The comic reels were the next most popular subjects. Here again the titles were enticing: "He Broke Her Heart, She Broke His Neck;" "The Great Spaghetti Eating Contest;" "Rival Piano Wreckers." Other popular subjects included westerns and sport subjects.

The early mutoscopes were large cast iron cases that had the appearance of a clamshell and were referred to as "Clamshell Mutoscopes." Later models were sleeker and more modern in design.




Mutoscopes in Budapest

While visiting Budapest, Hungary, like most tourists I visited the Matthias Church located on top of the Buda Castle hill.

The church and the viewing terrace, called the Fishman’s Bastion, is one of the most visited historic sites in Budapest, Hungary. The church has breathtaking colors & designs inspired by orientalism with Neo-Gothic features. Its steeples overlook the Danube River and the Pest side of Budapest. At night the church is lighted up for all to see from most parts of the city.

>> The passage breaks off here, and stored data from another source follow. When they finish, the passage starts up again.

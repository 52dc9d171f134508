//! Binary entry point: resolve configuration, start the API worker on a tokio
//! runtime, and drive the Ratatui event loop until the user exits.
use anyhow::Context;
use log::info;
use tokio::sync::mpsc;

use favorite_songs::{logging, run_app, serve, ApiClient, App, Config};

fn main() -> anyhow::Result<()> {
    let config = Config::from_env()?;
    logging::init(&config.log_path)?;
    info!("starting against {}", config.api_url);

    let client = ApiClient::new(&config.api_url).context("failed to build API client")?;
    let runtime = tokio::runtime::Runtime::new().context("failed to start tokio runtime")?;

    let (request_tx, request_rx) = mpsc::unbounded_channel();
    let (response_tx, mut response_rx) = mpsc::unbounded_channel();
    runtime.spawn(serve(client, request_rx, response_tx));

    let mut app = App::new(request_tx, config.api_url);
    app.start()?;
    let result = run_app(&mut app, &mut response_rx);

    info!("shutting down");
    result
}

The church was used as a coronation church by Hungarian kings for centuries, also a mosque for over 150 years by the Ottoman Turks, and, now a thriving Catholic church. The current building was constructed in the late Gothic style in the second half of the 14th century and was extensively restored in the late 19th century.

Imagine my surprise when I noticed that in the middle of the terrace there was a clamshell mutoscope. It was weatherworn but when I put a coin in it, it was fully working showing views of the Fishman’s Bastion and views from the terrace showing the Pest side of Budapest.

First some history:

The Mutoscope was an early motion picture device. It worked on the same principle as the flip book. Rather than being bound into a booklet, the cards were attached to a circular core, like a huge Rolodex. A reel typically held about 850 cards, giving a viewing time of about a minute.

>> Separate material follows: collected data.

//! Shared fixtures for route tests.

use std::sync::Arc;

use axum::{
    Router,
    body::Body,
    http::{Method, Request, StatusCode},
};
use cashdesk_core::cash::{CashDay, NewCashTransaction, TransactionRecord};
use cashdesk_core::provider::{
    CachedProvider, CashDataProvider, DashboardSource, DateRange, ImportReceipt, ProviderError,
    SaleKind, SaleLine, SalesImportBatch,
};
use cashdesk_core::tax::{LabelledTaxPeriod, TaxPeriod};
use cashdesk_shared::types::Currency;
use chrono::{DateTime, NaiveDate, TimeZone, Utc};
use http_body_util::BodyExt;
use rust_decimal::Decimal;
use rust_decimal_macros::dec;
use serde_json::Value;
use tower::ServiceExt;

use crate::AppState;
use crate::store::InMemoryProvider;

/// 2025-11-28 14:00 in Karachi, a Friday.
pub(crate) fn fixed_now() -> DateTime<Utc> {
    Utc.with_ymd_and_hms(2025, 11, 28, 9, 0, 0).unwrap()
}

pub(crate) fn today() -> NaiveDate {
    NaiveDate::from_ymd_opt(2025, 11, 28).unwrap()
}

/// State over an empty store opening at 100,000.
pub(crate) fn test_state() -> (AppState, Arc<InMemoryProvider>) {
    let store = Arc::new(
        InMemoryProvider::new(chrono_tz::Asia::Karachi, dec!(100000)).with_clock(fixed_now),
    );
    let provider = Arc::new(CachedProvider::new(store.clone()));
    let state = AppState::new(provider, Currency::Pkr, chrono_tz::Asia::Karachi)
        .with_clock(fixed_now);
    (state, store)
}

/// State over a provider that is always down.
pub(crate) fn down_state() -> AppState {
    let provider = Arc::new(CachedProvider::new(Arc::new(DownProvider)));
    AppState::new(provider, Currency::Pkr, chrono_tz::Asia::Karachi).with_clock(fixed_now)
}

pub(crate) fn cash(kind: &str, amount: Decimal, minutes_before_now: i64) -> NewCashTransaction {
    NewCashTransaction {
        direction: kind.to_string(),
        amount,
        reason: "Counter".to_string(),
        description: None,
        user: "Ayesha Khan".to_string(),
        user_role: "Cashier".to_string(),
        reference: None,
        status: None,
        timestamp: Some(fixed_now() - chrono::Duration::minutes(minutes_before_now)),
    }
}

/// Seeds in 15,000, out 4,000, in 25,000 for today.
pub(crate) fn seed_day(store: &InMemoryProvider) {
    for (i, (kind, amount)) in [("in", dec!(15000)), ("out", dec!(4000)), ("in", dec!(25000))]
        .into_iter()
        .enumerate()
    {
        store
            .submit_cash_transaction(cash(kind, amount, 60 - i as i64))
            .unwrap();
    }
}

pub(crate) fn sale(invoice: &str, date: NaiveDate, taxable: Decimal, tax: Decimal) -> SaleLine {
    SaleLine {
        invoice: invoice.to_string(),
        date,
        taxable,
        tax,
        kind: SaleKind::Sale,
    }
}

/// Sends a request and decodes the JSON body (`Null` when empty).
pub(crate) async fn send(
    app: Router,
    method: Method,
    uri: &str,
    body: Option<Value>,
) -> (StatusCode, Value) {
    let body = body.map_or_else(Body::empty, |v| Body::from(v.to_string()));
    dispatch(app, method, uri, body).await
}

/// Like [`send`], but posts `body` verbatim so key order is preserved.
pub(crate) async fn send_text(
    app: Router,
    method: Method,
    uri: &str,
    body: &str,
) -> (StatusCode, Value) {
    dispatch(app, method, uri, Body::from(body.to_string())).await
}

async fn dispatch(app: Router, method: Method, uri: &str, body: Body) -> (StatusCode, Value) {
    let request = Request::builder()
        .method(method)
        .uri(uri)
        .header("Content-Type", "application/json")
        .body(body)
        .unwrap();

    let response = app.oneshot(request).await.unwrap();
    let status = response.status();
    let bytes = response.into_body().collect().await.unwrap().to_bytes();
    let json = if bytes.is_empty() {
        Value::Null
    } else {
        serde_json::from_slice(&bytes).unwrap()
    };
    (status, json)
}

struct DownProvider;

fn down<T>() -> Result<T, ProviderError> {
    Err(ProviderError::Unavailable("connection refused".to_string()))
}

impl CashDataProvider for DownProvider {
    fn dashboard_source(&self, _date: NaiveDate) -> Result<DashboardSource, ProviderError> {
        down()
    }

    fn cash_day(&self, _date: NaiveDate) -> Result<CashDay, ProviderError> {
        down()
    }

    fn cash_logs(
        &self,
        _range: Option<DateRange>,
    ) -> Result<Vec<TransactionRecord>, ProviderError> {
        down()
    }

    fn tax_period(&self, _range: DateRange) -> Result<TaxPeriod, ProviderError> {
        down()
    }

    fn tax_breakdown(&self, _range: DateRange) -> Result<Vec<LabelledTaxPeriod>, ProviderError> {
        down()
    }

    fn submit_cash_transaction(
        &self,
        _new: NewCashTransaction,
    ) -> Result<TransactionRecord, ProviderError> {
        down()
    }

    fn submit_sales_import(
        &self,
        _batch: SalesImportBatch,
    ) -> Result<ImportReceipt, ProviderError> {
        down()
    }

    fn set_opening_balance(
        &self,
        _date: NaiveDate,
        _amount: Decimal,
    ) -> Result<CashDay, ProviderError> {
        down()
    }
}

/// Reads a decimal serialized as a JSON string.
pub(crate) fn decimal(value: &Value) -> Decimal {
    value.as_str().unwrap().parse().unwrap()
}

Mutoscopes were coin-operated. The patron viewed the cards through a single lens enclosed by a hood, similar to the viewing hood of a stereoscope. The cards were generally lit electrically, but the reel was driven by means of a geared-down hand crank. Each machine held only a single reel and was dedicated to the presentation of a single short subject, described by a poster affixed to the machine.

Mutoscopes were originally manufactured from 1895 to 1909 for the American Mutoscope Company. In the 1920s the Mutoscope was licensed to William Rabkin who started his own company, the International Mutoscope Reel Company, which manufactured new reels and also machines in a variety of models from 1926 until 1949.

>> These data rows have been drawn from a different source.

//! Cash ledger and tax computation for Cashdesk.
//!
//! This crate contains pure business logic with ZERO web or database dependencies.
//! Every page of the register (dashboard, cash register, cash logs, tax
//! overview, reports) derives its numbers through these functions instead of
//! recomputing them locally.
//!
//! # Modules
//!
//! - `cash` - Transaction records, ledger aggregation, filtering, opening balance
//! - `tax` - Tax period aggregation and period-over-period comparison
//! - `reports` - Flat report assembly for display and export
//! - `dashboard` - Dashboard snapshot composed from ledger and tax summaries
//! - `provider` - Data provider boundary and cached fallback reads

pub mod cash;
pub mod dashboard;
pub mod provider;
pub mod reports;
pub mod tax;

#[cfg(test)]
pub(crate) mod test_support;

Mutoscopes were a popular feature of amusement arcades in the US and pleasure piers in the UK from the turn of century to the 1960s when video games became popular. During the 1970s they became a popular with collectors of old coin operated machines. Today they are increasingly in short supply and the original clamshell models can command prices in excess of $7000.

So who put it on the terrace of this popular tourist location? And Why?

My first ill conceived notion was that the mutoscope was placed there in the late 1890s at the same time when the church was extensively restored and the mutoscope was first manufactured. Given that the area and the church was bombed during WWII I quickly looked for an alternative explanation.

A plaque on the mutoscope in Hungarian had the words CityScope on it. A google search and a google translation revealed the following.

CityScope is a tourist oriented public relations company. It was formed in 2014, Hungary with the aim of bringing a fantastic invention back to life which has a hundred years behind itself.

The CityScope team wanted to make the mutoscopee – originating from the late19th century – available for more and more people throughout the whole country. They viewed it as not just a tourist highlight but an entertaining source of history.

The ultimate goal is to give another context to our world heritage and cultural values besides simple guided tours and guidebooks.

The first CityScope machine was placed near the well-known Budapest Funicular looking over the Szechenyi Chain Bridge.

The second unique stylish cityscope machine was placed as we indicated very close to the Matthias Church and Fisherman's Bastion.

CityScope is planning to place more and more vintage machines in the city with plenty of information on old time Budapest.